• RECORDS FOR THE TASK:

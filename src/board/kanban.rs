//! Kanban move rules.
//!
//! Two layers live here:
//!
//! 1. **Drop resolution** turns "task X was dropped over element Y" into a
//!    concrete [`DropMove`]. Y is one of the board's drop zones (`BACKLOG`,
//!    `SPRINT`), a status column, or another task card.
//! 2. **Move checks** decide whether a requested [`TaskPatch`] may be applied
//!    and which activity entries it produces, including whether the move
//!    should prompt for an assignee.
//!
//! Everything is pure; the store and HTTP layers feed in tasks and sprints.

use super::models::{NewActivity, Sprint, SprintStatus, Task, TaskPatch, TaskStatus};
use crate::errors::BoardError;

/// Drop-zone id for "remove from sprint".
pub const BACKLOG_ZONE: &str = "BACKLOG";
/// Drop-zone id for "add to the active sprint".
pub const SPRINT_ZONE: &str = "SPRINT";

#[derive(Debug, Clone, PartialEq, Eq)]
pub enum DropTarget {
    BacklogZone,
    SprintZone,
    Column(TaskStatus),
    Task(String),
}

impl DropTarget {
    /// Classify a droppable id. Zone ids win over the `BACKLOG` status;
    /// anything that is neither a zone nor a status is a task id.
    pub fn parse(over_id: &str) -> Self {
        match over_id {
            BACKLOG_ZONE => Self::BacklogZone,
            SPRINT_ZONE => Self::SprintZone,
            other => match other.parse::<TaskStatus>() {
                Ok(status) => Self::Column(status),
                Err(_) => Self::Task(other.to_string()),
            },
        }
    }
}

/// What the board currently shows.
#[derive(Debug, Clone, Copy)]
pub struct BoardSnapshot<'a> {
    /// Cards rendered in the status columns.
    pub visible: &'a [Task],
    /// Every task in the project, backlog included.
    pub all: &'a [Task],
    pub active_sprint_id: Option<&'a str>,
    /// The active-sprint view adds a backlog column fed from `all`.
    pub viewing_active_sprint: bool,
}

impl<'a> BoardSnapshot<'a> {
    fn pool(&self) -> &'a [Task] {
        if self.viewing_active_sprint {
            self.all
        } else {
            self.visible
        }
    }

    fn find_in<'t>(tasks: &'t [Task], id: &str) -> Option<&'t Task> {
        tasks.iter().find(|t| t.id == id)
    }
}

#[derive(Debug, Clone, PartialEq, Eq)]
pub enum SprintChange {
    Keep,
    Clear,
    Set(String),
}

#[derive(Debug, Clone, PartialEq, Eq)]
pub struct DropMove {
    pub status: TaskStatus,
    pub sprint: SprintChange,
}

impl DropMove {
    pub fn into_patch(self) -> TaskPatch {
        TaskPatch {
            status: Some(self.status),
            sprint_id: match self.sprint {
                SprintChange::Keep => None,
                SprintChange::Clear => Some(None),
                SprintChange::Set(id) => Some(Some(id)),
            },
            ..Default::default()
        }
    }
}

/// Resolve a drop into a move, or `None` when the drop changes nothing.
///
/// Dropping a backlog card on a column while the active sprint is shown
/// also pulls the card into that sprint. Cards that already belong to a
/// sprint keep it; only the backlog and sprint zones change membership.
pub fn resolve_drop(board: &BoardSnapshot<'_>, task_id: &str, over_id: &str) -> Option<DropMove> {
    let task = BoardSnapshot::find_in(board.pool(), task_id)?;

    let new_status = match DropTarget::parse(over_id) {
        DropTarget::BacklogZone => {
            return Some(DropMove {
                status: task.status,
                sprint: SprintChange::Clear,
            });
        }
        DropTarget::SprintZone => {
            let active = board.active_sprint_id?;
            return Some(DropMove {
                status: task.status,
                sprint: SprintChange::Set(active.to_string()),
            });
        }
        DropTarget::Column(status) => status,
        DropTarget::Task(over_task_id) => BoardSnapshot::find_in(board.visible, &over_task_id)?.status,
    };

    // A backlog card dragged onto a column of the active sprint joins it.
    let sprint = match board.active_sprint_id {
        Some(active) if board.viewing_active_sprint && task.sprint_id.is_none() => {
            SprintChange::Set(active.to_string())
        }
        _ => SprintChange::Keep,
    };

    if new_status == task.status && sprint == SprintChange::Keep {
        return None;
    }
    Some(DropMove {
        status: new_status,
        sprint,
    })
}

/// Validate a move against the task's current sprint and, when the patch
/// assigns a sprint, the target sprint.
pub fn check_move(
    task: &Task,
    patch: &TaskPatch,
    current_sprint: Option<&Sprint>,
    target_sprint: Option<&Sprint>,
) -> Result<(), BoardError> {
    let target_status = patch.status.unwrap_or(task.status);
    let in_finished_sprint = current_sprint.is_some_and(|s| s.status == SprintStatus::Completed);
    if task.status == TaskStatus::Done && in_finished_sprint && target_status != TaskStatus::Done {
        return Err(BoardError::invalid(
            "Cannot move completed tasks from a finished sprint",
        ));
    }
    check_sprint_target(task, patch, target_sprint)
}

/// A patch that sets a sprint must name a live sprint of the task's project.
pub fn check_sprint_target(
    task: &Task,
    patch: &TaskPatch,
    target_sprint: Option<&Sprint>,
) -> Result<(), BoardError> {
    let Some(Some(sprint_id)) = &patch.sprint_id else {
        return Ok(());
    };
    if task.sprint_id.as_deref() == Some(sprint_id.as_str()) {
        return Ok(());
    }
    match target_sprint {
        Some(sprint) if sprint.id == *sprint_id && sprint.project_id == task.project_id => {
            if sprint.status == SprintStatus::Completed {
                Err(BoardError::invalid("Cannot add tasks to a completed sprint"))
            } else {
                Ok(())
            }
        }
        _ => Err(BoardError::invalid("Sprint does not belong to this project")),
    }
}

/// Activity entries describing a move.
pub fn move_activity(before: &Task, after: &Task) -> Vec<NewActivity> {
    let mut entries = Vec::new();
    if before.status != after.status {
        entries.push(NewActivity::change(
            "status changed",
            before.status.as_str(),
            after.status.as_str(),
        ));
    }
    if before.sprint_id != after.sprint_id {
        entries.push(NewActivity::change(
            "sprint changed",
            before.sprint_id.as_deref().unwrap_or("backlog"),
            after.sprint_id.as_deref().unwrap_or("backlog"),
        ));
    }
    if before.assignee_id != after.assignee_id {
        entries.push(NewActivity::change(
            "assignee changed",
            before.assignee_id.as_deref().unwrap_or("unassigned"),
            after.assignee_id.as_deref().unwrap_or("unassigned"),
        ));
    }
    entries
}

/// Work that starts without an owner should prompt the mover to pick one.
pub fn assignment_required(before: &Task, after: &Task) -> bool {
    after.status == TaskStatus::InProgress
        && before.status != TaskStatus::InProgress
        && after.assignee_id.is_none()
}
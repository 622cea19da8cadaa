//! Timestamp helpers. Every instant the board stores is an RFC 3339 UTC
//! string with millisecond precision, so lexical order is time order.

use anyhow::{Result, anyhow};
use chrono::{DateTime, NaiveDate, SecondsFormat, Utc};

pub fn format_instant(at: DateTime<Utc>) -> String {
    at.to_rfc3339_opts(SecondsFormat::Millis, true)
}

pub fn now() -> String {
    format_instant(Utc::now())
}

/// Parse a client-supplied instant: full RFC 3339, or a bare `YYYY-MM-DD`
/// date taken as midnight UTC.
pub fn parse_instant(value: &str) -> Result<DateTime<Utc>> {
    let value = value.trim();
    if let Ok(at) = DateTime::parse_from_rfc3339(value) {
        return Ok(at.with_timezone(&Utc));
    }
    NaiveDate::parse_from_str(value, "%Y-%m-%d")
        .ok()
        .and_then(|d| d.and_hms_opt(0, 0, 0))
        .map(|dt| dt.and_utc())
        .ok_or_else(|| anyhow!("Invalid ISO-8601 date: '{}'", value))
}

/// Parse and re-render in the canonical storage format.
pub fn normalize_instant(value: &str) -> Result<String> {
    parse_instant(value).map(format_instant)
}
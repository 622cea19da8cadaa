//! Tracing subscriber setup.

use anyhow::{Result, anyhow};
use clap::ValueEnum;
use tracing_subscriber::{EnvFilter, layer::SubscriberExt, util::SubscriberInitExt};

#[derive(Debug, Clone, Copy, PartialEq, Eq, Default, ValueEnum)]
pub enum LogFormat {
    #[default]
    Pretty,
    Json,
}

/// Filter used when `RUST_LOG` is not set.
pub fn default_filter(verbose: bool) -> &'static str {
    if verbose {
        "sprintboard=debug,tower_http=debug"
    } else {
        "sprintboard=info,tower_http=info"
    }
}

/// Install the global subscriber. `RUST_LOG` wins over `verbose`.
pub fn init(verbose: bool, format: LogFormat) -> Result<()> {
    let filter = EnvFilter::try_from_default_env()
        .unwrap_or_else(|_| EnvFilter::new(default_filter(verbose)));

    let registry = tracing_subscriber::registry().with(filter);
    match format {
        LogFormat::Pretty => registry
            .with(tracing_subscriber::fmt::layer().with_target(false))
            .try_init(),
        LogFormat::Json => registry
            .with(tracing_subscriber::fmt::layer().json())
            .try_init(),
    }
    .map_err(|e| anyhow!("Failed to install tracing subscriber: {}", e))
}
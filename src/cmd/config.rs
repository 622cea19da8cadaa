//! Configuration view and validation commands: `sprintboard config`.

use std::path::Path;

use anyhow::Result;
use sprintboard::config::BoardConfig;

use super::super::ConfigCommands;

/// Show a secret without printing it.
fn mask(secret: &str) -> String {
    if secret.chars().count() <= 4 {
        "****".to_string()
    } else {
        format!("{}****", secret.chars().take(4).collect::<String>())
    }
}

fn print_config(config: &BoardConfig) {
    println!("[server]");
    println!("  host = \"{}\"", config.server.host);
    println!("  port = {}", config.server.port);
    println!("  cors_origin = \"{}\"", config.server.cors_origin);
    println!();
    println!("[database]");
    println!("  path = \"{}\"", config.database.path.display());
    println!();
    println!("[auth]");
    println!("  jwt_secret = \"{}\"", mask(&config.auth.jwt_secret));
    println!("  token_ttl_hours = {}", config.auth.token_ttl_hours);
    println!();
}

pub fn cmd_config(config_path: &Path, command: Option<ConfigCommands>) -> Result<()> {
    match command {
        None | Some(ConfigCommands::Show) => {
            println!();
            println!("Sprintboard Configuration");
            println!("=========================");
            println!();

            if config_path.exists() {
                println!("Config file: {}", config_path.display());
            } else {
                println!("No sprintboard.toml found at {}", config_path.display());
                println!("Run 'sprintboard config init' to create one.");
            }
            println!();
            println!("Effective values (with env overrides):");
            let config = BoardConfig::resolve(config_path)?;
            print_config(&config);
        }
        Some(ConfigCommands::Validate) => {
            println!();
            println!("Validating configuration...");
            println!();

            let config = BoardConfig::resolve(config_path)?;
            let warnings = config.validate();
            if warnings.is_empty() {
                println!("Configuration is valid.");
            } else {
                println!("Configuration warnings:");
                for warning in warnings {
                    println!("  - {}", warning);
                }
            }
            println!();
        }
        Some(ConfigCommands::Init) => {
            if config_path.exists() {
                println!("sprintboard.toml already exists at {}", config_path.display());
                println!("Delete it first if you want to recreate it.");
                return Ok(());
            }
            if let Some(parent) = config_path.parent().filter(|p| !p.as_os_str().is_empty()) {
                std::fs::create_dir_all(parent)?;
            }

            BoardConfig::default().save(config_path)?;
            println!("Created sprintboard.toml at {}", config_path.display());
            println!();
            println!("Set auth.jwt_secret (or JWT_SECRET) before serving real users.");
            println!();
        }
    }

    Ok(())
}
#[cfg(feature = "test-adapters")]
use std::sync::Arc;

use async_trait::async_trait;

use cerca_core::SourceError;
use paft::market::responses::search::SearchResponse;
use yfinance_rs as yf;

/// Source name reported to breakers and logs.
pub const SOURCE_NAME: &str = "cerca-yfinance";

/// Search abstraction (so we can inject mocks in tests).
#[async_trait]
pub trait YfSearch: Send + Sync {
    /// Run a provider-native text search (ISINs are accepted as queries).
    async fn search(&self, query: &str) -> Result<SearchResponse, SourceError>;
}

/// Quotes abstraction (so we can inject mocks in tests).
#[async_trait]
pub trait YfQuotes: Send + Sync {
    /// Fetch quotes for a batch of symbols.
    async fn fetch(&self, symbols: &[String]) -> Result<Vec<yf::core::Quote>, SourceError>;
}

/// Real adapter backed by a single `YfClient` instance.
/// `YfClient` is `Clone + Send + Sync`, so no external locking is needed.
#[derive(Clone)]
pub struct RealAdapter {
    client: yf::YfClient,
}

impl RealAdapter {
    /// Build a default `YfClient` with a recommended user agent.
    ///
    /// # Panics
    /// Panics if building the underlying `YfClient` fails, which is
    /// unexpected in normal environments (invalid user agent configuration).
    #[must_use]
    pub fn new_default() -> Self {
        let http = reqwest::Client::builder()
            .cookie_store(true)
            .no_proxy()
            .build()
            .expect("Failed to build reqwest client for YfClient");
        Self {
            client: yf::YfClient::builder()
                .custom_client(http)
                .user_agent("Mozilla/5.0 (X11; Linux x86_64) AppleWebKit/537.36 (KHTML, like Gecko) Chrome/122.0.0.0 Safari/537.36")
                .build()
                .expect("Failed to build YfClient with user agent"),
        }
    }

    /// Wrap an existing `YfClient`.
    #[must_use]
    pub const fn new(client: yf::YfClient) -> Self {
        Self { client }
    }
}

fn is_denied_status(status: impl std::fmt::Display) -> bool {
    let s = status.to_string();
    s.starts_with("401") || s.starts_with("403") || s.starts_with("429")
}

/// Map upstream errors onto the three-way outcome the engines route on.
/// Rate limiting and auth rejections count as denials: they are the signals
/// that precede an IP block, so they must feed the breaker.
fn map_yf_err(e: &yf::YfError, context: &str) -> SourceError {
    match e {
        yf::YfError::NotFound { .. } => SourceError::not_found(context.to_string()),
        yf::YfError::RateLimited { .. } => SourceError::blocked(SOURCE_NAME),
        yf::YfError::Status { status, .. } if is_denied_status(status) => {
            SourceError::blocked(SOURCE_NAME)
        }
        yf::YfError::Status { status, .. } => {
            SourceError::transient(SOURCE_NAME, format!("status {status}: {context}"))
        }
        yf::YfError::ServerError { status, .. } => {
            SourceError::transient(SOURCE_NAME, format!("server error {status}: {context}"))
        }
        other => SourceError::transient(SOURCE_NAME, format!("{other}: {context}")),
    }
}

#[async_trait]
impl YfSearch for RealAdapter {
    async fn search(&self, query: &str) -> Result<SearchResponse, SourceError> {
        yf::search::SearchBuilder::new(&self.client, query)
            .fetch()
            .await
            .map_err(|e| map_yf_err(&e, &format!("search for {query}")))
    }
}

#[async_trait]
impl YfQuotes for RealAdapter {
    async fn fetch(&self, symbols: &[String]) -> Result<Vec<yf::core::Quote>, SourceError> {
        yf::quote::quotes(&self.client, symbols.iter().cloned())
            .await
            .map_err(|e| map_yf_err(&e, "quotes"))
    }
}

/// For tests/injection (requires the `test-adapters` feature): hand the
/// connector its role adapters as shared trait objects.
#[cfg(feature = "test-adapters")]
pub trait CloneArcAdapters {
    /// Shared handle to the search role.
    fn clone_arc_search(&self) -> Arc<dyn YfSearch>;
    /// Shared handle to the quotes role.
    fn clone_arc_quotes(&self) -> Arc<dyn YfQuotes>;
}

#[cfg(feature = "test-adapters")]
impl CloneArcAdapters for RealAdapter {
    fn clone_arc_search(&self) -> Arc<dyn YfSearch> {
        Arc::new(self.clone())
    }

    fn clone_arc_quotes(&self) -> Arc<dyn YfQuotes> {
        Arc::new(self.clone())
    }
}
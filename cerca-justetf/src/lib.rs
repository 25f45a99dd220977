//! cerca-justetf
//!
//! Fallback source connector backed by the justETF profile pages. Covers
//! European ETFs the primary source's exchange set misses. Resolution only:
//! the connector advertises no quote capability.
//!
//! The profile page is fetched by ISIN and mined for a ticker, an exchange,
//! and a currency; the exchange is mapped onto the primary source's symbol
//! suffix scheme so the resolved symbol is immediately tradable there.
#![warn(missing_docs)]

use std::sync::LazyLock;
use std::time::Duration;

use async_trait::async_trait;
use regex::Regex;
use scraper::{Html, Selector};

use cerca_core::connector::{IsinLookupProvider, SourceConnector};
use cerca_core::{ExchangeCandidate, InstrumentRecord, InstrumentType, Isin, SourceError};

/// Source name reported to breakers and logs.
pub const SOURCE_NAME: &str = "cerca-justetf";

const DEFAULT_BASE_URL: &str = "https://www.justetf.com/en/etf-profile.html";
const HTTP_TIMEOUT: Duration = Duration::from_secs(10);
const USER_AGENT: &str = "Mozilla/5.0 (Windows NT 10.0; Win64; x64) AppleWebKit/537.36";

/// justETF exchange labels mapped to the primary source's symbol suffixes.
/// Scanned in order; the first label present on the page wins.
const EXCHANGE_TO_SUFFIX: &[(&str, &str)] = &[
    ("XETRA", ".DE"),
    ("gettex", ".DE"),
    ("London Stock Exchange", ".L"),
    ("Euronext Paris", ".PA"),
    ("Euronext Amsterdam", ".AS"),
    ("Borsa Italiana", ".MI"),
    ("SIX Swiss Exchange", ".SW"),
];

static TICKER_PATTERNS: LazyLock<Vec<Regex>> = LazyLock::new(|| {
    [
        r#"(?i)"ticker"\s*:\s*"([A-Z0-9]+)""#,
        r"(?i)Ticker[:\s]+([A-Z0-9]{2,10})\b",
        r#"(?i)data-ticker="([A-Z0-9]+)""#,
    ]
    .iter()
    .map(|p| Regex::new(p).expect("static ticker pattern compiles"))
    .collect()
});

static CURRENCY_PATTERN: LazyLock<Regex> =
    LazyLock::new(|| Regex::new(r"\b(EUR|USD|GBP|CHF)\b").expect("static currency pattern compiles"));

/// Fallback connector scraping the justETF directory.
pub struct JustEtfConnector {
    http: reqwest::Client,
    base_url: String,
}

impl JustEtfConnector {
    /// Build with a fresh HTTP client and the production endpoint.
    ///
    /// # Panics
    /// Panics if the HTTP client cannot be constructed, which is unexpected
    /// in normal environments.
    #[must_use]
    pub fn new_default() -> Self {
        let http = reqwest::Client::builder()
            .user_agent(USER_AGENT)
            .timeout(HTTP_TIMEOUT)
            .build()
            .expect("Failed to build reqwest client for JustEtfConnector");
        Self {
            http,
            base_url: DEFAULT_BASE_URL.to_string(),
        }
    }

    /// Build against a custom endpoint (tests point this at a local mock).
    #[must_use]
    pub fn new_with_base_url(http: reqwest::Client, base_url: impl Into<String>) -> Self {
        Self {
            http,
            base_url: base_url.into(),
        }
    }
}

impl SourceConnector for JustEtfConnector {
    fn name(&self) -> &'static str {
        SOURCE_NAME
    }

    fn vendor(&self) -> &'static str {
        "justETF"
    }

    fn as_isin_lookup(&self) -> Option<&dyn IsinLookupProvider> {
        Some(self as &dyn IsinLookupProvider)
    }
}

#[async_trait]
impl IsinLookupProvider for JustEtfConnector {
    async fn lookup_by_isin(
        &self,
        isin: &Isin,
        _candidate: Option<&ExchangeCandidate>,
    ) -> Result<InstrumentRecord, SourceError> {
        let response = self
            .http
            .get(&self.base_url)
            .query(&[("isin", isin.as_str())])
            .send()
            .await
            .map_err(|e| SourceError::transient(SOURCE_NAME, e.to_string()))?;

        let status = response.status();
        if matches!(status.as_u16(), 401 | 403 | 429) {
            tracing::warn!(%isin, status = status.as_u16(), "directory denied access");
            return Err(SourceError::blocked(SOURCE_NAME));
        }
        if status.as_u16() == 404 {
            return Err(SourceError::not_found(format!("instrument for {isin}")));
        }
        if !status.is_success() {
            return Err(SourceError::transient(
                SOURCE_NAME,
                format!("unexpected status {status}"),
            ));
        }

        let html = response
            .text()
            .await
            .map_err(|e| SourceError::transient(SOURCE_NAME, e.to_string()))?;

        let profile = parse_profile(&html)
            .ok_or_else(|| SourceError::not_found(format!("instrument for {isin}")))?;

        tracing::debug!(%isin, symbol = %profile.symbol, "resolved via directory page");

        Ok(InstrumentRecord {
            isin: isin.clone(),
            name: profile.name.clone().unwrap_or_else(|| profile.ticker.clone()),
            symbol: profile.symbol,
            kind: InstrumentType::Etf,
            currency: profile.currency.unwrap_or_else(|| "EUR".to_string()),
            exchange: profile.exchange.unwrap_or_else(|| "Unknown".to_string()),
        })
    }
}

struct ParsedProfile {
    ticker: String,
    symbol: String,
    name: Option<String>,
    exchange: Option<String>,
    currency: Option<String>,
}

/// Mine a profile page for ticker, name, exchange, and currency. Returns
/// `None` when no ticker can be extracted: the page was delivered but holds
/// nothing usable, which callers treat as a miss rather than a failure.
fn parse_profile(html: &str) -> Option<ParsedProfile> {
    let ticker = extract_ticker(html)?;

    let (exchange, suffix) = extract_exchange(html);
    let symbol = format!("{ticker}{suffix}");

    let doc = Html::parse_document(html);
    let name = extract_name(&doc);
    let currency = CURRENCY_PATTERN
        .find(html)
        .map(|m| m.as_str().to_string());

    Some(ParsedProfile {
        ticker,
        symbol,
        name,
        exchange,
        currency,
    })
}

fn extract_ticker(html: &str) -> Option<String> {
    for pattern in TICKER_PATTERNS.iter() {
        if let Some(caps) = pattern.captures(html) {
            return Some(caps[1].to_ascii_uppercase());
        }
    }
    None
}

/// The page lists its venues by display name; the first known label decides
/// the suffix. Unlisted venues keep the LSE suffix, the broadest coverage
/// for the UCITS universe this directory serves.
fn extract_exchange(html: &str) -> (Option<String>, &'static str) {
    for (label, suffix) in EXCHANGE_TO_SUFFIX {
        if html.contains(label) {
            return (Some((*label).to_string()), suffix);
        }
    }
    (None, ".L")
}

fn extract_name(doc: &Html) -> Option<String> {
    let h1 = Selector::parse("h1").expect("static selector parses");
    if let Some(el) = doc.select(&h1).next() {
        let text = el.text().collect::<String>().trim().to_string();
        if !text.is_empty() {
            return Some(text);
        }
    }

    let title = Selector::parse("title").expect("static selector parses");
    if let Some(el) = doc.select(&title).next() {
        let text = el.text().collect::<String>();
        let head = text.split('|').next().unwrap_or("").trim().to_string();
        if !head.is_empty() {
            return Some(head);
        }
    }

    None
}
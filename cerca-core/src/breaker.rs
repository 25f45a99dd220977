use std::sync::{Mutex, MutexGuard};
use std::time::Instant;

use crate::config::BreakerConfig;
use crate::error::CercaError;

/// Mutable breaker state, guarded by one mutex so failure counting and
/// open/close transitions cannot race across concurrent requests.
#[derive(Debug)]
struct BreakerState {
    consecutive_blocked: u32,
    open_until: Option<Instant>,
}

/// Per-source circuit breaker.
///
/// Counts *consecutive access-denied* outcomes only: upstream sources that
/// penalize scraping block the caller's network identity, so after
/// `failure_threshold` denials the breaker opens and rejects calls for the
/// cooldown window, giving the source time to forget the caller. Transient
/// network failures never move the counter.
///
/// The breaker does not poll. Once the cooldown elapses, the next `check`
/// admits exactly one probe and restarts the window; the probe's outcome
/// (reported via `record_success`/`record_blocked`) decides whether the
/// breaker closes or stays open.
pub struct CircuitBreaker {
    name: String,
    cfg: BreakerConfig,
    state: Mutex<BreakerState>,
}

impl CircuitBreaker {
    /// Build a breaker for the named logical source.
    pub fn new(name: impl Into<String>, cfg: BreakerConfig) -> Self {
        Self {
            name: name.into(),
            cfg,
            state: Mutex::new(BreakerState {
                consecutive_blocked: 0,
                open_until: None,
            }),
        }
    }

    /// The logical source this breaker guards.
    #[must_use]
    pub fn source(&self) -> &str {
        &self.name
    }

    fn lock(&self) -> Result<MutexGuard<'_, BreakerState>, CercaError> {
        self.state
            .lock()
            .map_err(|_| CercaError::internal(format!("breaker state poisoned for {}", self.name)))
    }

    /// Gate an upstream call.
    ///
    /// # Errors
    /// `SourceUnavailable` with the remaining cooldown while open;
    /// `Internal` if the state mutex is poisoned.
    pub fn check(&self) -> Result<(), CercaError> {
        let mut st = self.lock()?;
        if let Some(until) = st.open_until {
            let now = Instant::now();
            if now < until {
                return Err(CercaError::SourceUnavailable {
                    source: self.name.clone(),
                    reset_in_ms: millis_until(now, until),
                });
            }
            // Cooldown elapsed: admit this caller as the single half-open
            // probe and restart the window so concurrent callers stay out
            // until the probe's outcome is known.
            st.open_until = Some(now + self.cfg.cooldown);
        }
        Ok(())
    }

    /// Report a call that reached the source and got an answer (including a
    /// benign "no data"). Closes the breaker and resets the counter.
    ///
    /// # Errors
    /// `Internal` if the state mutex is poisoned.
    pub fn record_success(&self) -> Result<(), CercaError> {
        let mut st = self.lock()?;
        st.consecutive_blocked = 0;
        st.open_until = None;
        Ok(())
    }

    /// Report an access-denied outcome. At the configured threshold the
    /// breaker opens; a denial during a half-open probe re-opens it and
    /// restarts the cooldown.
    ///
    /// # Errors
    /// `Internal` if the state mutex is poisoned.
    pub fn record_blocked(&self) -> Result<(), CercaError> {
        let mut st = self.lock()?;
        st.consecutive_blocked = st.consecutive_blocked.saturating_add(1);
        if st.consecutive_blocked >= self.cfg.failure_threshold {
            let until = Instant::now() + self.cfg.cooldown;
            st.open_until = Some(until);
            tracing::warn!(
                source = %self.name,
                failures = st.consecutive_blocked,
                cooldown_ms = self.cfg.cooldown.as_millis() as u64,
                "circuit breaker opened"
            );
        }
        Ok(())
    }

    /// Whether calls are currently rejected.
    ///
    /// # Errors
    /// `Internal` if the state mutex is poisoned.
    pub fn is_open(&self) -> Result<bool, CercaError> {
        let st = self.lock()?;
        Ok(st
            .open_until
            .is_some_and(|until| Instant::now() < until))
    }
}

fn millis_until(now: Instant, until: Instant) -> u64 {
    u64::try_from(until.duration_since(now).as_millis()).unwrap_or(u64::MAX)
}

• EXERCISE BRIEF: Could you return exactly the lines above from the line with "let new_status = match" to the line with "let target_status = patch.status.unwrap_or(task.status);", both included, and nothing else?

• ANSWER BELOW:
    let new_status = match DropTarget::parse(over_id) {
        DropTarget::BacklogZone => {
            return Some(DropMove {
                status: task.status,
                sprint: SprintChange::Clear,
            });
        }
        DropTarget::SprintZone => {
            let active = board.active_sprint_id?;
            return Some(DropMove {
                status: task.status,
                sprint: SprintChange::Set(active.to_string()),
            });
        }
        DropTarget::Column(status) => status,
        DropTarget::Task(over_task_id) => BoardSnapshot::find_in(board.visible, &over_task_id)?.status,
    };

    // A backlog card dragged onto a column of the active sprint joins it.
    let sprint = match board.active_sprint_id {
        Some(active) if board.viewing_active_sprint && task.sprint_id.is_none() => {
            SprintChange::Set(active.to_string())
        }
        _ => SprintChange::Keep,
    };

    if new_status == task.status && sprint == SprintChange::Keep {
        return None;
    }
    Some(DropMove {
        status: new_status,
        sprint,
    })
}

/// Validate a move against the task's current sprint and, when the patch
/// assigns a sprint, the target sprint.
pub fn check_move(
    task: &Task,
    patch: &TaskPatch,
    current_sprint: Option<&Sprint>,
    target_sprint: Option<&Sprint>,
) -> Result<(), BoardError> {
    let target_status = patch.status.unwrap_or(task.status);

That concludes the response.